Barcelona, Spain (CNN) -- Mozilla announced Sunday it will launch handsets running its new Firefox mobile operating system, pitting itself directly against Apple and Google.
The nonprofit company made the announcement at a news conference on the eve of the world's largest mobile technology show, Mobile World Congress in Barcelona, Spain, under the new marketing slogan "Unleash the fox."
The company says it is partnering with 18 network operators and four handset manufacturers around the world to launch handsets running its open-source mobile operating system, which it also demonstrated Sunday.
Alcatel, LG and ZTE will be first to build the first Firefox OS devices, with Huawei to follow later in the year, a spokesman said.
The company said the first wave of Firefox devices would go on sale beginning in July in Brazil, Colombia, Hungary, Mexico, Montenegro, Poland, Serbia, Spain and Venezuela.
The new software is built on open Web standards and is capable of operating on much less sophisticated devices than many existing smartphones, the company says.
"Firefox OS will break down the walls between apps and the Web because Firefox OS apps are built using Web technologies, like HTML5," said Jay Sullivan, Mozilla's senior vice president of products.
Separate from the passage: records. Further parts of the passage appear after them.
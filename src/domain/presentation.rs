//! Display helpers over raw offer records, used to build map markers and popups.

use serde_json::Value;

use super::offer::{js_number_string, Offer};

const PHOTO_WIDTH: &str = "516";
const PHOTO_HEIGHT: &str = "361";

pub const NEUTRAL_BADGE: &str = "#111827";
pub const FLAT_RANGE_BADGE: &str = "#166534";

/// Cheapest and most expensive numeric price among the offers on the map.
#[derive(Debug, Clone, Copy, PartialEq, Default)]
pub struct PriceRange {
    pub min: Option<f64>,
    pub max: Option<f64>,
}

impl PriceRange {
    pub fn from_offers<'a>(offers: impl IntoIterator<Item = &'a Offer>) -> Self {
        offers
            .into_iter()
            .filter_map(|o| price_numeric(&o.raw))
            .fold(Self::default(), |range, price| Self {
                min: Some(range.min.map_or(price, |m| m.min(price))),
                max: Some(range.max.map_or(price, |m| m.max(price))),
            })
    }
}

fn non_blank(value: Option<&Value>) -> Option<&str> {
    value
        .and_then(Value::as_str)
        .map(str::trim)
        .filter(|s| !s.is_empty())
}

fn is_http(url: &str) -> bool {
    let lower = url.get(..8).unwrap_or(url).to_ascii_lowercase();
    lower.starts_with("http://") || lower.starts_with("https://")
}

fn price_param(offer: &Value) -> Option<&Value> {
    offer
        .get("params")?
        .as_array()?
        .iter()
        .find(|p| p.get("key").and_then(Value::as_str) == Some("price"))?
        .get("value")
}

fn finite(value: Option<&Value>) -> Option<f64> {
    value.and_then(Value::as_f64).filter(|v| v.is_finite())
}

/// First photo of the offer, from `photosSet` (srcset) or the templated `photos[0].link`.
pub fn first_photo_url(offer: &Value) -> Option<String> {
    if let Some(set) = non_blank(offer.pointer("/photosSet/0")) {
        let candidate = set
            .split(',')
            .next()
            .and_then(|c| c.split_whitespace().next());
        if let Some(url) = candidate
            && is_http(url)
        {
            return Some(url.to_string());
        }
    }

    let link = non_blank(offer.pointer("/photos/0/link"))?;
    if !is_http(link) {
        return None;
    }
    Some(
        link.replace("{width}", PHOTO_WIDTH)
            .replace("{height}", PHOTO_HEIGHT),
    )
}

pub fn price_display(offer: &Value) -> String {
    let price = offer.get("price");
    if let Some(display) = non_blank(price.and_then(|p| p.get("displayValue"))) {
        return display.to_string();
    }

    let regular = price.and_then(|p| p.get("regularPrice"));
    if let Some(value) = regular.and_then(|r| r.get("value")).and_then(Value::as_number) {
        let symbol = regular
            .and_then(|r| r.get("currencySymbol"))
            .and_then(Value::as_str)
            .unwrap_or_default();
        return with_unit(&js_number_string(value), symbol);
    }

    let flag = |name: &str| price.and_then(|p| p.get(name)).and_then(Value::as_bool) == Some(true);
    if flag("free") {
        return "Free".into();
    }
    if flag("exchange") {
        return "Exchange".into();
    }
    if flag("budget") {
        return "Negotiable".into();
    }

    if let Some(param) = price_param(offer) {
        if let Some(label) = non_blank(param.get("label")) {
            return label.to_string();
        }
        if let Some(value) = param.get("value").and_then(Value::as_number) {
            let currency = param
                .get("currency")
                .and_then(Value::as_str)
                .unwrap_or_default();
            return with_unit(&js_number_string(value), currency);
        }
        if param.get("arranged").and_then(Value::as_bool) == Some(true)
            || param.get("type").and_then(Value::as_str) == Some("arranged")
        {
            return "Negotiable".into();
        }
        if param.get("budget").and_then(Value::as_bool) == Some(true) {
            return "Budget".into();
        }
    }

    "No price".into()
}

fn with_unit(value: &str, unit: &str) -> String {
    if unit.is_empty() {
        value.to_string()
    } else {
        format!("{value} {unit}")
    }
}

/// Numeric price used for color scaling.
pub fn price_numeric(offer: &Value) -> Option<f64> {
    finite(offer.pointer("/price/regularPrice/value"))
        .or_else(|| finite(price_param(offer).and_then(|p| p.get("value"))))
}

/// Badge color for a marker: green for the cheapest offer, red for the priciest.
pub fn badge_color(price: Option<f64>, range: PriceRange, coloring: bool) -> String {
    let (Some(price), Some(min), Some(max)) = (price, range.min, range.max) else {
        return NEUTRAL_BADGE.into();
    };
    if !coloring {
        return NEUTRAL_BADGE.into();
    }
    if max <= min {
        return FLAT_RANGE_BADGE.into();
    }
    let ratio = ((price - min) / (max - min)).clamp(0.0, 1.0);
    let hue = 120.0 - ratio * 120.0;
    format!("hsl({hue:.0} 75% 35%)")
}

pub fn location_display(offer: &Value) -> String {
    let Some(location) = offer.get("location").filter(|l| l.is_object()) else {
        return "No location".into();
    };

    if let Some(path) = non_blank(location.get("pathName")) {
        return path.to_string();
    }

    let name = |flat: &str, nested: &str| {
        non_blank(location.get(flat)).or_else(|| non_blank(location.pointer(nested)))
    };
    let parts: Vec<&str> = [
        name("regionName", "/region/name"),
        name("cityName", "/city/name"),
        name("districtName", "/district/name"),
    ]
    .into_iter()
    .flatten()
    .collect();

    if parts.is_empty() {
        "No location".into()
    } else {
        parts.join(", ")
    }
}

/// The offer URL, only when it is an http(s) link.
pub fn safe_url(offer: &Value) -> Option<String> {
    let url = non_blank(offer.get("url"))?;
    is_http(url).then(|| url.to_string())
}

/// Raw description text as the listing supplied it, if any.
pub fn description(offer: &Value) -> Option<String> {
    non_blank(offer.get("description")).map(str::to_string)
}

pub fn title(offer: &Offer) -> String {
    non_blank(offer.raw.get("title"))
        .map_or_else(|| format!("Offer {}", offer.id), str::to_string)
}
#![no_main]
use libfuzzer_sys::fuzz_target;

use olx_map::adapters::page::inline_state::extract_prerendered_state;
use olx_map::domain::extract::extract_embedded_offers;
use olx_map::domain::payload::parse_payload;

fuzz_target!(|data: &[u8]| {
    if let Ok(html) = std::str::from_utf8(data)
        && let Some(state) = extract_prerendered_state(html)
        && let Some(parsed) = parse_payload(Some(&state))
    {
        let _ = extract_embedded_offers(&parsed);
    }
});
#[tool_router]
impl OlxMapServer {
    pub fn new(components: MapComponents) -> Self {
        Self {
            session: components.session,
            view: components.view,
            slot: components.slot,
            tap: components.tap,
            page_transport: components.page_transport,
            tool_router: Self::tool_router(),
        }
    }

    fn collector(&self) -> &Arc<OfferCollector> {
        self.session.collector()
    }

    /// Load offers for an OLX search page through the site's own search API.
    #[tool(
        name = "olx_load_offers",
        description = "Load offers for an OLX search results page: resolves the page's filters, runs the GraphQL search and follows up to 5 next-page links. Offers are added to the map collection. Returns a status line.",
        annotations(read_only_hint = false, open_world_hint = true)
    )]
    async fn olx_load_offers(
        &self,
        Parameters(params): Parameters<LoadOffersToolParams>,
    ) -> Result<CallToolResult, McpError> {
        let page = match self.session.page_context(&params.page_url) {
            Ok(page) => page,
            Err(e) => {
                return Ok(CallToolResult::error(vec![Content::text(format!(
                    "{e}. Pass the full address of an OLX search page, e.g. https://www.olx.pl/nieruchomosci/mieszkania/."
                ))]));
            }
        };

        let outcome = self.session.load_more(&page).await;
        match outcome {
            LoadOutcome::Completed { .. } => {
                let mut text = outcome.status_message().unwrap_or_default();
                let _ = write!(
                    text,
                    "\nOffers collected: {} ({} with coordinates)",
                    self.collector().len(),
                    self.collector().offers().iter().filter(|o| o.is_located()).count(),
                );
                Ok(CallToolResult::success(vec![Content::text(text)]))
            }
            LoadOutcome::Failed(ref e) => Ok(CallToolResult::error(vec![Content::text(format!(
                "{}\n{e}",
                outcome.status_message().unwrap_or_default()
            ))])),
            LoadOutcome::AlreadyRunning => Ok(CallToolResult::success(vec![Content::text(
                "A load is already in progress; nothing was started.",
            )])),
        }
    }

    /// Open the map view and render every collected offer.
    #[tool(
        name = "olx_open_map",
        description = "Open the map view and render every collected offer that has coordinates. Returns the rendered map.",
        annotations(read_only_hint = false, open_world_hint = false)
    )]
    async fn olx_open_map(&self) -> Result<CallToolResult, McpError> {
        self.collector().open_view();
        Ok(CallToolResult::success(vec![Content::text(
            self.view.snapshot(),
        )]))
    }

    #[tool(
        name = "olx_close_map",
        description = "Close the map view. Offers keep being collected while it is closed.",
        annotations(read_only_hint = false, open_world_hint = false)
    )]
    async fn olx_close_map(&self) -> Result<CallToolResult, McpError> {
        self.collector().close_view();
        Ok(CallToolResult::success(vec![Content::text(
            "Map view closed.",
        )]))
    }

    #[tool(
        name = "olx_map_view",
        description = "Show the map as currently rendered: status line, viewport and one entry per marker with price, location and link.",
        annotations(read_only_hint = true, open_world_hint = false)
    )]
    async fn olx_map_view(&self) -> Result<CallToolResult, McpError> {
        Ok(CallToolResult::success(vec![Content::text(
            self.view.snapshot(),
        )]))
    }

    #[tool(
        name = "olx_set_view_options",
        description = "Toggle marker clustering and price coloring. An open map is re-rendered. Omitted options keep their current value.",
        annotations(read_only_hint = false, open_world_hint = false)
    )]
    async fn olx_set_view_options(
        &self,
        Parameters(params): Parameters<ViewOptionsToolParams>,
    ) -> Result<CallToolResult, McpError> {
        let prefs = self
            .collector()
            .update_preferences(params.grouping, params.price_coloring);
        let on_off = |b: bool| if b { "on" } else { "off" };
        Ok(CallToolResult::success(vec![Content::text(format!(
            "Clustering: {}\nPrice coloring: {}",
            on_off(prefs.grouping),
            on_off(prefs.price_coloring),
        ))]))
    }

    /// Fetch a page and hand its prerendered state to the state tap.
    #[tool(
        name = "olx_capture_page",
        description = "Fetch an OLX page and capture the offers embedded in its prerendered state (window.__PRERENDERED_STATE__).",
        annotations(read_only_hint = false, open_world_hint = true)
    )]
    async fn olx_capture_page(
        &self,
        Parameters(params): Parameters<CapturePageToolParams>,
    ) -> Result<CallToolResult, McpError> {
        let request = TransportRequest::get(&params.page_url).header("accept", "text/html");
        let response = match self.page_transport.send(request).await {
            Ok(r) if r.is_success() => r,
            Ok(r) => {
                return Ok(CallToolResult::error(vec![Content::text(format!(
                    "Page request failed ({}) for {}",
                    r.status.as_u16(),
                    params.page_url
                ))]));
            }
            Err(e) => {
                return Ok(CallToolResult::error(vec![Content::text(format!(
                    "Page request failed: {e}"
                ))]));
            }
        };

        let Some(state) = extract_prerendered_state(&response.body) else {
            return Ok(CallToolResult::error(vec![Content::text(
                "No window.__PRERENDERED_STATE__ assignment found on the page.",
            )]));
        };
        let embedded = parse_payload(Some(&state))
            .map(|parsed| extract_embedded_offers(&parsed).len())
            .unwrap_or_default();
        self.slot.assign(state);
        Ok(CallToolResult::success(vec![Content::text(format!(
            "Prerendered state captured: {embedded} embedded offers."
        ))]))
    }

    /// Feed an exchange captured elsewhere through the request tap.
    #[tool(
        name = "olx_observe_response",
        description = "Feed a request/response pair captured in the browser through the network tap. Only POST responses of the GraphQL search endpoint contribute offers.",
        annotations(read_only_hint = false, open_world_hint = false)
    )]
    async fn olx_observe_response(
        &self,
        Parameters(params): Parameters<ObserveResponseToolParams>,
    ) -> Result<CallToolResult, McpError> {
        let Some(method) = parse_method(&params.method) else {
            return Ok(CallToolResult::error(vec![Content::text(format!(
                "Invalid HTTP method '{}'",
                params.method
            ))]));
        };
        let request = self.tap.open(method, params.url);
        let matched = self.tap.matches(request.method(), request.url());
        let added = request.on_load(&Value::String(params.body));
        let text = if matched {
            format!("Observed search response: {added} new offers.")
        } else {
            "Not a search response; ignored.".to_string()
        };
        Ok(CallToolResult::success(vec![Content::text(text)]))
    }

    /// Issue a request the way the page would; search responses are observed.
    #[tool(
        name = "olx_page_request",
        description = "Send an HTTP request through the observing transport, as the page itself would. GraphQL search responses passing through are collected.",
        annotations(read_only_hint = false, open_world_hint = true)
    )]
    async fn olx_page_request(
        &self,
        Parameters(params): Parameters<PageRequestToolParams>,
    ) -> Result<CallToolResult, McpError> {
        let Some(method) = parse_method(&params.method) else {
            return Ok(CallToolResult::error(vec![Content::text(format!(
                "Invalid HTTP method '{}'",
                params.method
            ))]));
        };
        let before = self.collector().len();
        let request = TransportRequest {
            method,
            url: params.url.clone(),
            headers: vec![
                ("accept".into(), "application/json".into()),
                ("content-type".into(), "application/json".into()),
            ],
            body: params.body,
        };
        match self.page_transport.send(request).await {
            Ok(response) => {
                let added = self.collector().len().saturating_sub(before);
                Ok(CallToolResult::success(vec![Content::text(format!(
                    "Status: {}\nBody: {} bytes\nNew offers: {added}",
                    response.status.as_u16(),
                    response.body.len(),
                ))]))
            }
            Err(e) => Ok(CallToolResult::error(vec![Content::text(format!(
                "Request to {} failed: {e}",
                params.url
            ))])),
        }
    }

    #[tool(
        name = "olx_offers",
        description = "List every collected offer with its id, title, price, coordinates and where it was collected from.",
        annotations(read_only_hint = true, open_world_hint = false)
    )]
    async fn olx_offers(&self) -> Result<CallToolResult, McpError> {
        let offers = self.collector().offers();
        let mut text = String::new();
        let _ = writeln!(
            text,
            "Offers: {} | Load state: {}\n",
            offers.len(),
            self.session.state()
        );
        for (i, offer) in offers.iter().enumerate() {
            let _ = write!(
                text,
                "{}. **{}** (ID: {})\n   {} | source: {}",
                i + 1,
                presentation::title(offer),
                offer.id,
                presentation::price_display(&offer.raw),
                offer.source,
            );
            match offer.geo {
                Some(geo) => {
                    let _ = writeln!(text, " | {:.5}, {:.5}", geo.lat, geo.lon);
                }
                None => {
                    let _ = writeln!(text, " | no coordinates");
                }
            }
        }
        Ok(CallToolResult::success(vec![Content::text(text)]))
    }
}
"We expect to see lots of amazing apps people love built for Firefox OS because more developers are already creating for the Web than for any other platform."
Developers will be free to build and sell mobile applications for the operating system without having to share revenue with Apple or Google.
John Jackson, vice president of the research company IDC, said, "The impressive lineup of operators who have now pledged to distribute Firefox OS devices speaks clearly and powerfully to the platform's potential and points to 2013 being a breakout year for Mozilla in the mobile domain.
However, Stuart Miles, editor of gadget review site Pocket-lint, said while there was potential for success in developing countries, the company faced an uphill struggle against the established big players.
"It's an interesting move, mainly because I think the people that are backing it are doing so to either hedge their bets or to provide leverage against the bigger players.
"The idea of HTML web apps is one that Apple had five years ago with the launch of the iPhone but soon realized that they could make much more money by charging for apps rather than giving them away for free. As an organization, Mozilla doesn't have those concerns."
Mozilla says operators who have committed to devices include América Móvil, China Unicom, Deutsche Telekom, Etisalat, Hutchison Three Group, KDDI, KT, MegaFon, Qtel, SingTel, Smart, Sprint, Telecom Italia Group, Telefónica, Telenor, TMN and VimpelCom.